La position formelle de Mélenchon et Binet est meilleure, dans la mesure où ils réclament une nationalisation pure et simple. Mais d’une part, il n’est pas clair si cette nationalisation porterait sur l’ensemble des sites français d’ArcelorMittal, ou seulement sur les sites menacés de fermeture. D’autre part, le mot d’ordre de nationalisation – juste en lui-même – est insuffisant.
La position du PCR
Rappelons que la nationalisation de la sidérurgie sous François Mitterrand, en 1981, n’a pas empêché des vagues massives de licenciements : 12 000 dès 1982, puis 21 000 en 1984. De nombreux sites ont été fermés… par l’Etat lui-même. En outre, les grands capitalistes de ce secteur ont été indemnisés rubis sur l’ongle, ce qui leur a permis d’éponger leurs dettes grâce à de l’argent public – et d’aller investir leurs milliards ailleurs.
Le Parti Communiste Révolutionnaire défend la nationalisation d’ArcelorMittal, mais sous le contrôle démocratique des travailleurs eux-mêmes. Les ouvriers d’ArcelorMittal doivent occuper les sites, s’approprier leur outil de travail et, sur cette base, lutter pour la nationalisation de leur entreprise. Le groupe doit être exproprié, sans aucune indemnisation pour les actionnaires. L’entreprise doit être gérée par les travailleurs, sans les anciens PDG et cadres dirigeants, en élisant dans les rangs des salariés ceux qui assumeront les tâches de direction.
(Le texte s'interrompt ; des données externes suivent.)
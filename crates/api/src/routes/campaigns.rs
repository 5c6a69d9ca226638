//! Route definitions for the `/campaigns` resource.

use axum::routing::{get, post};
use axum::Router;

use crate::handlers::campaigns;
use crate::state::AppState;

/// Routes mounted at `/campaigns`.
///
/// ```text
/// POST   /                                  -> create_campaign
/// GET    /                                  -> list_campaigns
/// POST   /preview-distribution              -> preview_distribution
/// GET    /{id}                              -> get_campaign
/// POST   /{id}/start                        -> start_campaign
/// POST   /{id}/cancel                       -> cancel_campaign
/// GET    /{id}/progress                     -> get_progress
/// GET    /{id}/failed-messages              -> list_failed_messages
/// POST   /{id}/messages/{message_id}/result -> record_message_result
/// ```
pub fn router() -> Router<AppState> {
    Router::new()
        .route(
            "/",
            get(campaigns::list_campaigns).post(campaigns::create_campaign),
        )
        .route(
            "/preview-distribution",
            post(campaigns::preview_distribution),
        )
        .route("/{id}", get(campaigns::get_campaign))
        .route("/{id}/start", post(campaigns::start_campaign))
        .route("/{id}/cancel", post(campaigns::cancel_campaign))
        .route("/{id}/progress", get(campaigns::get_progress))
        .route("/{id}/failed-messages", get(campaigns::list_failed_messages))
        .route(
            "/{id}/messages/{message_id}/result",
            post(campaigns::record_message_result),
        )
}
Jean-Paul Delescaut, secrétaire de l’Union Départementale CGT du Nord, affirmait : « on peut faire du métal sans Mittal. […] La question de la nationalisation doit être dans la tête des travailleurs [car] ce sont eux qui produisent. Arrêtons de produire pour les capitalistes, produisons pour nous ! ». La seule manière d’arrêter de « produire pour les capitalistes », c’est de nationaliser la sidérurgie – et tous les grands leviers de l’économie – sous le contrôle démocratique des travailleurs. C’est la seule voie pour sauver les emplois et garantir une amélioration substantielle des conditions de travail.
C’est cela que les dirigeants du mouvement ouvrier – à commencer par Sophie Binet et Jean-Luc Mélenchon – devraient expliquer clairement, tout en mobilisant largement les travailleurs contre le patronat et l’ensemble du système capitaliste.